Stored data
########

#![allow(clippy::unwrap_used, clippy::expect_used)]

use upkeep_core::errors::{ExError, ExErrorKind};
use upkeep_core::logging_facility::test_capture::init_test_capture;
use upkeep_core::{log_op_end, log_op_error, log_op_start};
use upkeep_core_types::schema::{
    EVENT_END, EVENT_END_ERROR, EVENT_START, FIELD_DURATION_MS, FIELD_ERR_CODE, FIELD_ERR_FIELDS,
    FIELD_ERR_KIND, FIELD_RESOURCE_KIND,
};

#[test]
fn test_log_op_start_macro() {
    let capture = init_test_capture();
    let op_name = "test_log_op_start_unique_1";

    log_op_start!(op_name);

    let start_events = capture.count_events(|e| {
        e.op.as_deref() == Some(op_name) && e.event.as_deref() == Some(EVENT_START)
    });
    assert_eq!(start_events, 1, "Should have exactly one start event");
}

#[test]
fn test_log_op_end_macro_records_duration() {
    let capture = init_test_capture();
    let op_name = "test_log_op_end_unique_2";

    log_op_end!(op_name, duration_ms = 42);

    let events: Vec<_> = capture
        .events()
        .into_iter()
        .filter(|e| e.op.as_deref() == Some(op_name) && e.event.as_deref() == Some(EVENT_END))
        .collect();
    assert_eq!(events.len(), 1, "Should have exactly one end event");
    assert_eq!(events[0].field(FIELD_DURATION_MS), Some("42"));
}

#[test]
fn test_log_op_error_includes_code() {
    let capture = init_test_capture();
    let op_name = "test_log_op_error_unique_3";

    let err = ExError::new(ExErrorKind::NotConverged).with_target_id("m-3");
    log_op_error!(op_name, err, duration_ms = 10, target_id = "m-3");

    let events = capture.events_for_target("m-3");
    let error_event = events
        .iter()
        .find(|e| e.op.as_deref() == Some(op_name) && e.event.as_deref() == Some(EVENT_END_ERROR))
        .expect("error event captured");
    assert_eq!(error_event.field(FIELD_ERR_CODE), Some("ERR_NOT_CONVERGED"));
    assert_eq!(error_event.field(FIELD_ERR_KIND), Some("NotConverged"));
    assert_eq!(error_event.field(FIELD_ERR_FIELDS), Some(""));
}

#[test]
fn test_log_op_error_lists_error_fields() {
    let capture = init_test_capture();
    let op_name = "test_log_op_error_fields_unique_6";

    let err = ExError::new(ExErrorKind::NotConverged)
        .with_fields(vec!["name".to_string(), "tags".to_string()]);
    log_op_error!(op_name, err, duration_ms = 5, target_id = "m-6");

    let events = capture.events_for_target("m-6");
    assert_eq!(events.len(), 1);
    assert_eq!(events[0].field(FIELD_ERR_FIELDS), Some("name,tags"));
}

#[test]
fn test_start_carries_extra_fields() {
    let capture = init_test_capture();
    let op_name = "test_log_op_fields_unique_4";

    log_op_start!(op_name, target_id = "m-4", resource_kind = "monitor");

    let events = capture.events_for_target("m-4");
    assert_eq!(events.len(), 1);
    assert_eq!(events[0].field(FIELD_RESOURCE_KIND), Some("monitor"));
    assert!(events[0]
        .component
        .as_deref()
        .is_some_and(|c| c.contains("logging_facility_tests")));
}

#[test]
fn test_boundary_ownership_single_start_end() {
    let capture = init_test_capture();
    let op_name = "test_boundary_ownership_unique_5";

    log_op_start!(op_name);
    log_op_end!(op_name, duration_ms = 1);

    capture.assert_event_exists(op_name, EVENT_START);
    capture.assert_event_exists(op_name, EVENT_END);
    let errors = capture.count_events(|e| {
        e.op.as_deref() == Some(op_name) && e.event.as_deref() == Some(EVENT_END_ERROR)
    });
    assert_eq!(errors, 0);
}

########

### WORK INSTRUCTION
Within the data, count the lines that hold the word "exactly". Answer with the figure and nothing more.

### TASK OUTPUT
2